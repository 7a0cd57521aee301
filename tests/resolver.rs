//! Integration tests for the resolver, its context cache, and mount
//! point re-rooting, end to end through a real on-disk TAR fixture.

use vrs::definitions::TypeIndicator;
use vrs::path::PathSpec;
use vrs::resolver::Context;

fn write_tar_fixture(path: &std::path::Path) {
    let file = std::fs::File::create(path).unwrap();
    let mut builder = tar::Builder::new(file);

    let mut header = tar::Header::new_gnu();
    header.set_path("etc/passwd").unwrap();
    header.set_size(10);
    header.set_cksum();
    builder.append(&header, &b"root:x:0:0"[..]).unwrap();

    builder.finish().unwrap();
}

#[test]
fn resolves_a_tar_member_nested_under_an_os_file() {
    let dir = tempfile::tempdir().unwrap();
    let archive_path = dir.path().join("bundle.tar");
    write_tar_fixture(&archive_path);

    let resolver = vrs::default_resolver();
    let context = Context::new();

    let os = PathSpec::new(TypeIndicator::Os, None, [("location", archive_path.to_string_lossy().into_owned().into())]).unwrap();
    let tar = PathSpec::new(TypeIndicator::Tar, Some(os), []).unwrap();

    let file_system = resolver.open_file_system(&tar, &context).unwrap();
    let root = file_system.lock().unwrap().root_file_entry().unwrap();
    let etc = root.sub_file_entries().unwrap().into_iter().find(|e| e.name() == "etc").unwrap();
    let passwd = etc.sub_file_entries().unwrap().into_iter().find(|e| e.name() == "passwd").unwrap();

    let object = passwd.get_file_object(None).unwrap();
    let data = object.lock().unwrap().read_to_end().unwrap();
    assert_eq!(data, b"root:x:0:0");
}

#[test]
fn reopening_the_same_path_spec_reuses_the_cached_file_system() {
    let dir = tempfile::tempdir().unwrap();
    let archive_path = dir.path().join("bundle.tar");
    write_tar_fixture(&archive_path);

    let resolver = vrs::default_resolver();
    let context = Context::new();

    let os = PathSpec::new(TypeIndicator::Os, None, [("location", archive_path.to_string_lossy().into_owned().into())]).unwrap();
    let tar = PathSpec::new(TypeIndicator::Tar, Some(os), []).unwrap();

    let first = resolver.open_file_system(&tar, &context).unwrap();
    let second = resolver.open_file_system(&tar, &context).unwrap();
    assert!(std::sync::Arc::ptr_eq(&first, &second));
}

#[test]
fn mount_point_transparently_reroots_to_its_registered_target() {
    let dir = tempfile::tempdir().unwrap();
    let file_path = dir.path().join("leaf.txt");
    std::fs::write(&file_path, b"mounted contents").unwrap();

    let resolver = vrs::default_resolver();
    let context = Context::new();

    let target = PathSpec::new(TypeIndicator::Os, None, [("location", file_path.to_string_lossy().into_owned().into())]).unwrap();
    resolver.mount_points.register("evidence", target).unwrap();

    let mount = PathSpec::new(TypeIndicator::Mount, None, [("location", "evidence".into())]).unwrap();
    let object = resolver.open_file_object(&mount, &context).unwrap();
    let data = object.lock().unwrap().read_to_end().unwrap();
    assert_eq!(data, b"mounted contents");
}

#[test]
fn unknown_back_end_errors_instead_of_panicking() {
    let resolver = vrs::default_resolver();
    let context = Context::new();
    let spec = PathSpec::new(TypeIndicator::Ewf, None, [("location", "/nonexistent".into())]).unwrap();
    assert!(resolver.open_file_object(&spec, &context).is_err());
}

#[test]
fn a_full_cache_with_every_entry_referenced_refuses_new_file_systems() {
    let dir = tempfile::tempdir().unwrap();
    let first_path = dir.path().join("a.tar");
    let second_path = dir.path().join("b.tar");
    write_tar_fixture(&first_path);
    write_tar_fixture(&second_path);

    let resolver = vrs::default_resolver();
    let context = Context::with_capacity(1);

    let os_a = PathSpec::new(TypeIndicator::Os, None, [("location", first_path.to_string_lossy().into_owned().into())]).unwrap();
    let tar_a = PathSpec::new(TypeIndicator::Tar, Some(os_a), []).unwrap();
    resolver.open_file_system(&tar_a, &context).unwrap();
    // A second open hits the cache and bumps the entry's reference count,
    // so it is no longer evictable when the next distinct spec is opened.
    let file_system_a = resolver.open_file_system(&tar_a, &context).unwrap();
    let _root_a = file_system_a.lock().unwrap().root_file_entry().unwrap();

    let os_b = PathSpec::new(TypeIndicator::Os, None, [("location", second_path.to_string_lossy().into_owned().into())]).unwrap();
    let tar_b = PathSpec::new(TypeIndicator::Tar, Some(os_b), []).unwrap();
    assert!(resolver.open_file_system(&tar_b, &context).is_err());
}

-*-

What you need to do is repeat every record above exactly.

repository 7a0cd57521aee301
filename tests/resolver.rs
//! Integration tests for the resolver, its context cache, and mount
//! point re-rooting, end to end through a real on-disk TAR fixture.

use vrs::definitions::TypeIndicator;
use vrs::path::PathSpec;
use vrs::resolver::Context;

fn write_tar_fixture(path: &std::path::Path) {
    let file = std::fs::File::create(path).unwrap();
    let mut builder = tar::Builder::new(file);

    let mut header = tar::Header::new_gnu();
    header.set_path("etc/passwd").unwrap();
    header.set_size(10);
    header.set_cksum();
    builder.append(&header, &b"root:x:0:0"[..]).unwrap();

    builder.finish().unwrap();
}

#[test]
fn resolves_a_tar_member_nested_under_an_os_file() {
    let dir = tempfile::tempdir().unwrap();
    let archive_path = dir.path().join("bundle.tar");
    write_tar_fixture(&archive_path);

    let resolver = vrs::default_resolver();
    let context = Context::new();

    let os = PathSpec::new(TypeIndicator::Os, None, [("location", archive_path.to_string_lossy().into_owned().into())]).unwrap();
    let tar = PathSpec::new(TypeIndicator::Tar, Some(os), []).unwrap();

    let file_system = resolver.open_file_system(&tar, &context).unwrap();
    let root = file_system.lock().unwrap().root_file_entry().unwrap();
    let etc = root.sub_file_entries().unwrap().into_iter().find(|e| e.name() == "etc").unwrap();
    let passwd = etc.sub_file_entries().unwrap().into_iter().find(|e| e.name() == "passwd").unwrap();

    let object = passwd.get_file_object(None).unwrap();
    let data = object.lock().unwrap().read_to_end().unwrap();
    assert_eq!(data, b"root:x:0:0");
}

#[test]
fn reopening_the_same_path_spec_reuses_the_cached_file_system() {
    let dir = tempfile::tempdir().unwrap();
    let archive_path = dir.path().join("bundle.tar");
    write_tar_fixture(&archive_path);

    let resolver = vrs::default_resolver();
    let context = Context::new();

    let os = PathSpec::new(TypeIndicator::Os, None, [("location", archive_path.to_string_lossy().into_owned().into())]).unwrap();
    let tar = PathSpec::new(TypeIndicator::Tar, Some(os), []).unwrap();

    let first = resolver.open_file_system(&tar, &context).unwrap();
    let second = resolver.open_file_system(&tar, &context).unwrap();
    assert!(std::sync::Arc::ptr_eq(&first, &second));
}

#[test]
fn mount_point_transparently_reroots_to_its_registered_target() {
    let dir = tempfile::tempdir().unwrap();
    let file_path = dir.path().join("leaf.txt");
    std::fs::write(&file_path, b"mounted contents").unwrap();

    let resolver = vrs::default_resolver();
    let context = Context::new();

    let target = PathSpec::new(TypeIndicator::Os, None, [("location", file_path.to_string_lossy().into_owned().into())]).unwrap();
    resolver.mount_points.register("evidence", target).unwrap();

    let mount = PathSpec::new(TypeIndicator::Mount, None, [("location", "evidence".into())]).unwrap();
    let object = resolver.open_file_object(&mount, &context).unwrap();
    let data = object.lock().unwrap().read_to_end().unwrap();
    assert_eq!(data, b"mounted contents");
}

#[test]
fn unknown_back_end_errors_instead_of_panicking() {
    let resolver = vrs::default_resolver();
    let context = Context::new();
    let spec = PathSpec::new(TypeIndicator::Ewf, None, [("location", "/nonexistent".into())]).unwrap();
    assert!(resolver.open_file_object(&spec, &context).is_err());
}

#[test]
fn a_full_cache_with_every_entry_referenced_refuses_new_file_systems() {
    let dir = tempfile::tempdir().unwrap();
    let first_path = dir.path().join("a.tar");
    let second_path = dir.path().join("b.tar");
    write_tar_fixture(&first_path);
    write_tar_fixture(&second_path);

    let resolver = vrs::default_resolver();
    let context = Context::with_capacity(1);

    let os_a = PathSpec::new(TypeIndicator::Os, None, [("location", first_path.to_string_lossy().into_owned().into())]).unwrap();
    let tar_a = PathSpec::new(TypeIndicator::Tar, Some(os_a), []).unwrap();
    resolver.open_file_system(&tar_a, &context).unwrap();
    // A second open hits the cache and bumps the entry's reference count,
    // so it is no longer evictable when the next distinct spec is opened.
    let file_system_a = resolver.open_file_system(&tar_a, &context).unwrap();
    let _root_a = file_system_a.lock().unwrap().root_file_entry().unwrap();

    let os_b = PathSpec::new(TypeIndicator::Os, None, [("location", second_path.to_string_lossy().into_owned().into())]).unwrap();
    let tar_b = PathSpec::new(TypeIndicator::Tar, Some(os_b), []).unwrap();
    assert!(resolver.open_file_system(&tar_b, &context).is_err());
}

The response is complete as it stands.